Stored data entries
--*--

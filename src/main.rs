use tokio::net::TcpListener;
use tracing_subscriber::{layer::SubscriberExt, util::SubscriberInitExt};

use rutina::config::Config;
use rutina::handlers::{clients, dashboard, exports, routines};
use rutina::repositories::{ClientRepository, RoutineRepository};
use rutina::{routes, seed};

#[tokio::main]
async fn main() -> anyhow::Result<()> {
    // Initialize tracing
    tracing_subscriber::registry()
        .with(
            tracing_subscriber::EnvFilter::try_from_default_env()
                .unwrap_or_else(|_| "rutina=debug".into()),
        )
        .with(tracing_subscriber::fmt::layer())
        .init();

    // Load environment variables
    dotenvy::dotenv().ok();

    // Load configuration
    let config = Config::from_env()?;

    // Create repositories; all state is in-memory and dies with the process
    let client_repo = ClientRepository::new();
    let routine_repo = RoutineRepository::new();

    if config.seed_demo {
        seed::load_demo_data(&client_repo, &routine_repo).await;
    }

    // Create handler states
    let clients_state = clients::ClientsState {
        client_repo: client_repo.clone(),
    };
    let dashboard_state = dashboard::DashboardState {
        client_repo: client_repo.clone(),
    };
    let routines_state = routines::RoutinesState {
        routine_repo: routine_repo.clone(),
    };
    let exports_state = exports::ExportsState {
        routine_repo: routine_repo.clone(),
    };

    // Build router
    let app = routes::create_router(
        clients_state,
        dashboard_state,
        routines_state,
        exports_state,
    );

    // Start server
    let addr = config.server_addr();
    tracing::info!("Starting server at http://{}", addr);

    let listener = TcpListener::bind(&addr).await?;
    axum::serve(listener, app).await?;

    Ok(())
}
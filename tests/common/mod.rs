use axum::Router;

use rutina::handlers::{clients, dashboard, exports, routines};
use rutina::models::{Client, CreateClient, CreateExerciseRow, CreateRoutine, ExerciseRow, Routine};
use rutina::repositories::{ClientRepository, RoutineRepository};

pub struct TestApp {
    pub router: Router,
    pub client_repo: ClientRepository,
    pub routine_repo: RoutineRepository,
}

pub fn create_test_app() -> TestApp {
    let client_repo = ClientRepository::new();
    let routine_repo = RoutineRepository::new();

    let clients_state = clients::ClientsState {
        client_repo: client_repo.clone(),
    };
    let dashboard_state = dashboard::DashboardState {
        client_repo: client_repo.clone(),
    };
    let routines_state = routines::RoutinesState {
        routine_repo: routine_repo.clone(),
    };
    let exports_state = exports::ExportsState {
        routine_repo: routine_repo.clone(),
    };

    let router = rutina::routes::create_router(
        clients_state,
        dashboard_state,
        routines_state,
        exports_state,
    );

    TestApp {
        router,
        client_repo,
        routine_repo,
    }
}

// Test data creation helpers

#[allow(dead_code)]
pub async fn create_test_client(repo: &ClientRepository, name: &str, email: &str) -> Client {
    repo.create(CreateClient {
        name: name.to_string(),
        email: email.to_string(),
        phone: String::new(),
        goals: String::new(),
        last_routine: None,
    })
    .await
}

#[allow(dead_code)]
pub fn client_with_history(
    name: &str,
    email: &str,
    total_routines: u32,
    last_routine: Option<chrono::NaiveDate>,
) -> Client {
    Client {
        id: uuid::Uuid::new_v4().to_string(),
        name: name.to_string(),
        email: email.to_string(),
        phone: String::new(),
        goals: String::new(),
        last_routine,
        total_routines,
    }
}

#[allow(dead_code)]
pub async fn create_test_routine(repo: &RoutineRepository, title: &str) -> Routine {
    repo.create(CreateRoutine {
        title: title.to_string(),
        description: String::new(),
        client_id: None,
    })
    .await
}

#[allow(dead_code)]
pub async fn add_test_row(
    repo: &RoutineRepository,
    routine_id: &str,
    name: &str,
    notes: &str,
) -> ExerciseRow {
    repo.add_row(
        routine_id,
        CreateExerciseRow {
            order: None,
            exercise_name: name.to_string(),
            sets: "4".to_string(),
            reps: "8-10".to_string(),
            weight: "80kg".to_string(),
            rest_time: "90s".to_string(),
            notes: notes.to_string(),
            media_ref: None,
        },
    )
    .await
    .unwrap()
}
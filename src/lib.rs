pub mod config;
pub mod error;
pub mod export;
pub mod handlers;
pub mod models;
pub mod repositories;
pub mod routes;
pub mod seed;
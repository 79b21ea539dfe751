//! Spreadsheet rendering: a single HTML table that Excel and friends open as
//! tabular data when served with an Excel MIME type. Cell text is escaped so
//! values containing `&`, `<` or `>` cannot break the table structure.

use crate::models::ExerciseRow;

use super::COLUMNS;

pub fn render(rows: &[ExerciseRow]) -> String {
    let mut html = String::from("<table border=\"1\">\n<thead>\n");
    html.push_str("<tr style=\"background-color: #f0f0f0; font-weight: bold;\">");
    for column in COLUMNS {
        html.push_str("<th>");
        html.push_str(column);
        html.push_str("</th>");
    }
    html.push_str("</tr>\n</thead>\n<tbody>\n");

    for row in rows {
        let order = row.order.to_string();
        html.push_str("<tr>");
        for value in [
            order.as_str(),
            &row.exercise_name,
            &row.sets,
            &row.reps,
            &row.weight,
            &row.rest_time,
            &row.notes,
        ] {
            html.push_str("<td>");
            html.push_str(&escape(value));
            html.push_str("</td>");
        }
        html.push_str("</tr>\n");
    }

    html.push_str("</tbody>\n</table>");
    html
}

fn escape(value: &str) -> String {
    value
        .replace('&', "&amp;")
        .replace('<', "&lt;")
        .replace('>', "&gt;")
}
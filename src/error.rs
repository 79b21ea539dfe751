use axum::{
    http::StatusCode,
    response::{IntoResponse, Response},
};
use thiserror::Error;

#[derive(Error, Debug)]
pub enum AppError {
    #[error("Missing required field: {0}")]
    MissingRequiredField(&'static str),

    #[error("Not found: {0}")]
    NotFound(String),

    #[error("Unsupported export target: {0}")]
    UnsupportedExportTarget(String),

    #[error("Download sink unavailable: {0}")]
    DownloadSinkUnavailable(String),

    #[error("Internal error: {0}")]
    Internal(String),
}

impl IntoResponse for AppError {
    fn into_response(self) -> Response {
        let (status, message) = match &self {
            AppError::MissingRequiredField(field) => (
                StatusCode::BAD_REQUEST,
                format!("Missing required field: {}", field),
            ),
            AppError::NotFound(msg) => (StatusCode::NOT_FOUND, msg.clone()),
            AppError::UnsupportedExportTarget(target) => (
                StatusCode::BAD_REQUEST,
                format!("Unsupported export target: {}", target),
            ),
            AppError::DownloadSinkUnavailable(msg) => {
                tracing::error!("Download sink unavailable: {}", msg);
                (
                    StatusCode::SERVICE_UNAVAILABLE,
                    "Download unavailable".to_string(),
                )
            }
            AppError::Internal(msg) => {
                tracing::error!("Internal error: {}", msg);
                (
                    StatusCode::INTERNAL_SERVER_ERROR,
                    "Internal error".to_string(),
                )
            }
        };

        (status, message).into_response()
    }
}

pub type Result<T> = std::result::Result<T, AppError>;
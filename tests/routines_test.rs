mod common;

use axum::{
    body::Body,
    http::{header, Request, StatusCode},
};
use http_body_util::BodyExt;
use serde_json::{json, Value};
use tower::ServiceExt;

#[tokio::test]
async fn test_create_routine() {
    let app = common::create_test_app();

    let response = app
        .router
        .oneshot(
            Request::builder()
                .method("POST")
                .uri("/routines")
                .header(header::CONTENT_TYPE, "application/json")
                .body(Body::from(
                    json!({"title": "Leg Day", "description": "Lower body focus"}).to_string(),
                ))
                .unwrap(),
        )
        .await
        .unwrap();

    assert_eq!(response.status(), StatusCode::CREATED);

    let body = response.into_body().collect().await.unwrap().to_bytes();
    let routine: Value = serde_json::from_slice(&body).unwrap();

    assert_eq!(routine["title"], "Leg Day");
    assert_eq!(routine["rows"].as_array().unwrap().len(), 0);
}

#[tokio::test]
async fn test_show_routine_not_found() {
    let app = common::create_test_app();

    let response = app
        .router
        .oneshot(
            Request::builder()
                .uri("/routines/nonexistent")
                .body(Body::empty())
                .unwrap(),
        )
        .await
        .unwrap();

    assert_eq!(response.status(), StatusCode::NOT_FOUND);
}

#[tokio::test]
async fn test_update_routine_info() {
    let app = common::create_test_app();
    let routine = common::create_test_routine(&app.routine_repo, "Leg Day").await;

    let response = app
        .router
        .oneshot(
            Request::builder()
                .method("POST")
                .uri(&format!("/routines/{}", routine.id))
                .header(header::CONTENT_TYPE, "application/json")
                .body(Body::from(json!({"title": "Push Day"}).to_string()))
                .unwrap(),
        )
        .await
        .unwrap();

    assert_eq!(response.status(), StatusCode::OK);

    let updated = app.routine_repo.find_by_id(&routine.id).await.unwrap();
    assert_eq!(updated.title, "Push Day");
}

#[tokio::test]
async fn test_add_row_defaults() {
    let app = common::create_test_app();
    let routine = common::create_test_routine(&app.routine_repo, "Leg Day").await;

    // Empty payload: a fresh blank row, numbered after the existing rows
    let response = app
        .router
        .oneshot(
            Request::builder()
                .method("POST")
                .uri(&format!("/routines/{}/rows", routine.id))
                .header(header::CONTENT_TYPE, "application/json")
                .body(Body::from("{}"))
                .unwrap(),
        )
        .await
        .unwrap();

    assert_eq!(response.status(), StatusCode::CREATED);

    let body = response.into_body().collect().await.unwrap().to_bytes();
    let row: Value = serde_json::from_slice(&body).unwrap();

    assert_eq!(row["order"], 1);
    assert_eq!(row["exercise_name"], "");
    assert_eq!(row["notes"], "");
}

#[tokio::test]
async fn test_update_row() {
    let app = common::create_test_app();
    let routine = common::create_test_routine(&app.routine_repo, "Leg Day").await;
    let row = common::add_test_row(&app.routine_repo, &routine.id, "Squat", "").await;

    let response = app
        .router
        .oneshot(
            Request::builder()
                .method("POST")
                .uri(&format!("/routines/{}/rows/{}", routine.id, row.id))
                .header(header::CONTENT_TYPE, "application/json")
                .body(Body::from(
                    json!({"weight": "110kg", "notes": "Pause at the bottom"}).to_string(),
                ))
                .unwrap(),
        )
        .await
        .unwrap();

    assert_eq!(response.status(), StatusCode::OK);

    let rows = app.routine_repo.find_by_id(&routine.id).await.unwrap().rows;
    assert_eq!(rows[0].weight, "110kg");
    assert_eq!(rows[0].notes, "Pause at the bottom");
    assert_eq!(rows[0].exercise_name, "Squat");
}

#[tokio::test]
async fn test_delete_row() {
    let app = common::create_test_app();
    let routine = common::create_test_routine(&app.routine_repo, "Leg Day").await;
    let row = common::add_test_row(&app.routine_repo, &routine.id, "Squat", "").await;

    let response = app
        .router
        .oneshot(
            Request::builder()
                .method("POST")
                .uri(&format!("/routines/{}/rows/{}/delete", routine.id, row.id))
                .body(Body::empty())
                .unwrap(),
        )
        .await
        .unwrap();

    assert_eq!(response.status(), StatusCode::NO_CONTENT);
    assert!(app
        .routine_repo
        .find_by_id(&routine.id)
        .await
        .unwrap()
        .rows
        .is_empty());
}

#[tokio::test]
async fn test_delete_nonexistent_row() {
    let app = common::create_test_app();
    let routine = common::create_test_routine(&app.routine_repo, "Leg Day").await;

    let response = app
        .router
        .oneshot(
            Request::builder()
                .method("POST")
                .uri(&format!("/routines/{}/rows/nonexistent/delete", routine.id))
                .body(Body::empty())
                .unwrap(),
        )
        .await
        .unwrap();

    assert_eq!(response.status(), StatusCode::NOT_FOUND);
}

#[tokio::test]
async fn test_duplicate_row() {
    let app = common::create_test_app();
    let routine = common::create_test_routine(&app.routine_repo, "Leg Day").await;
    let row = common::add_test_row(&app.routine_repo, &routine.id, "Squat", "Full depth").await;

    let response = app
        .router
        .oneshot(
            Request::builder()
                .method("POST")
                .uri(&format!("/routines/{}/rows/{}/duplicate", routine.id, row.id))
                .body(Body::empty())
                .unwrap(),
        )
        .await
        .unwrap();

    assert_eq!(response.status(), StatusCode::CREATED);

    let body = response.into_body().collect().await.unwrap().to_bytes();
    let copy: Value = serde_json::from_slice(&body).unwrap();

    assert_eq!(copy["exercise_name"], "Squat");
    assert_eq!(copy["notes"], "Full depth");
    assert_ne!(copy["id"], row.id.as_str());
    assert_eq!(copy["order"], 2);

    let rows = app.routine_repo.find_by_id(&routine.id).await.unwrap().rows;
    assert_eq!(rows.len(), 2);
}
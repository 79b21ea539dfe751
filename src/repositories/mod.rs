pub mod client_repo;
pub mod routine_repo;

pub use client_repo::ClientRepository;
pub use routine_repo::RoutineRepository;
use axum::{
    routing::{get, post},
    Router,
};

use crate::handlers::{clients, dashboard, exports, health, routines};

pub fn create_router(
    clients_state: clients::ClientsState,
    dashboard_state: dashboard::DashboardState,
    routines_state: routines::RoutinesState,
    exports_state: exports::ExportsState,
) -> Router {
    Router::new()
        // Health
        .route("/health", get(health::health_check))
        // Dashboard stats
        .route("/dashboard", get(dashboard::index))
        .with_state(dashboard_state)
        // Client routes
        .route("/clients", get(clients::list).post(clients::create))
        .with_state(clients_state)
        // Routine routes
        .route("/routines", get(routines::list).post(routines::create))
        .route("/routines/{id}", get(routines::show).post(routines::update))
        .route("/routines/{id}/rows", post(routines::add_row))
        .route("/routines/{id}/rows/{row_id}", post(routines::update_row))
        .route(
            "/routines/{id}/rows/{row_id}/delete",
            post(routines::delete_row),
        )
        .route(
            "/routines/{id}/rows/{row_id}/duplicate",
            post(routines::duplicate_row),
        )
        .with_state(routines_state)
        // Export downloads
        .route("/routines/{id}/export", get(exports::download))
        .with_state(exports_state)
}
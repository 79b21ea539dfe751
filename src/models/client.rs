use chrono::NaiveDate;
use serde::{Deserialize, Serialize};

#[derive(Debug, Clone, Serialize, Deserialize)]
pub struct Client {
    pub id: String,
    pub name: String,
    pub email: String,
    pub phone: String,
    pub goals: String,
    pub last_routine: Option<NaiveDate>,
    pub total_routines: u32,
}

#[derive(Debug, Deserialize)]
pub struct CreateClient {
    pub name: String,
    pub email: String,
    #[serde(default)]
    pub phone: String,
    #[serde(default)]
    pub goals: String,
    #[serde(default)]
    pub last_routine: Option<NaiveDate>,
}
use axum::{
    extract::{Query, State},
    http::StatusCode,
    response::{IntoResponse, Response},
    Json,
};
use serde::Deserialize;

use crate::error::{AppError, Result};
use crate::models::CreateClient;
use crate::repositories::ClientRepository;

#[derive(Clone)]
pub struct ClientsState {
    pub client_repo: ClientRepository,
}

#[derive(Deserialize)]
pub struct ListQuery {
    pub q: Option<String>,
}

pub async fn list(
    State(state): State<ClientsState>,
    Query(query): Query<ListQuery>,
) -> Result<Response> {
    let clients = match query.q.as_deref() {
        Some(term) if !term.is_empty() => state.client_repo.search(term).await,
        _ => state.client_repo.find_all().await,
    };

    Ok(Json(clients).into_response())
}

pub async fn create(
    State(state): State<ClientsState>,
    Json(payload): Json<CreateClient>,
) -> Result<Response> {
    if payload.name.trim().is_empty() {
        return Err(AppError::MissingRequiredField("name"));
    }
    if payload.email.trim().is_empty() {
        return Err(AppError::MissingRequiredField("email"));
    }

    let client = state.client_repo.create(payload).await;
    tracing::info!("Created client {}", client.id);

    Ok((StatusCode::CREATED, Json(client)).into_response())
}
use axum::{
    extract::{Path, Query, State},
    http::{header, HeaderValue},
    response::{IntoResponse, Response},
};
use serde::Deserialize;

use crate::error::{AppError, Result};
use crate::export::{self, ExportTarget};
use crate::repositories::RoutineRepository;

#[derive(Clone)]
pub struct ExportsState {
    pub routine_repo: RoutineRepository,
}

#[derive(Deserialize)]
pub struct ExportQuery {
    pub format: String,
}

/// Serves a routine's export as an attachment download.
pub async fn download(
    State(state): State<ExportsState>,
    Path(id): Path<String>,
    Query(query): Query<ExportQuery>,
) -> Result<Response> {
    let routine = state
        .routine_repo
        .find_by_id(&id)
        .await
        .ok_or_else(|| AppError::NotFound("Routine not found".to_string()))?;

    let target: ExportTarget = query.format.parse()?;
    let download = export::export(target, &routine.rows, &routine.title);

    tracing::info!(
        "Exporting routine {} as {} ({} rows)",
        routine.id,
        target,
        routine.rows.len()
    );

    let content_type = HeaderValue::from_static(download.content_type);
    let disposition =
        HeaderValue::from_str(&format!("attachment; filename=\"{}\"", download.filename))
            .map_err(|e| AppError::DownloadSinkUnavailable(e.to_string()))?;

    Ok((
        [
            (header::CONTENT_TYPE, content_type),
            (header::CONTENT_DISPOSITION, disposition),
        ],
        download.body,
    )
        .into_response())
}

--*--

Task directions
All lines above in which the word "CreateRoutine" occurs should be identified and copied.

Output for this exercise
use rutina::models::{Client, CreateClient, CreateExerciseRow, CreateRoutine, ExerciseRow, Routine};
    repo.create(CreateRoutine {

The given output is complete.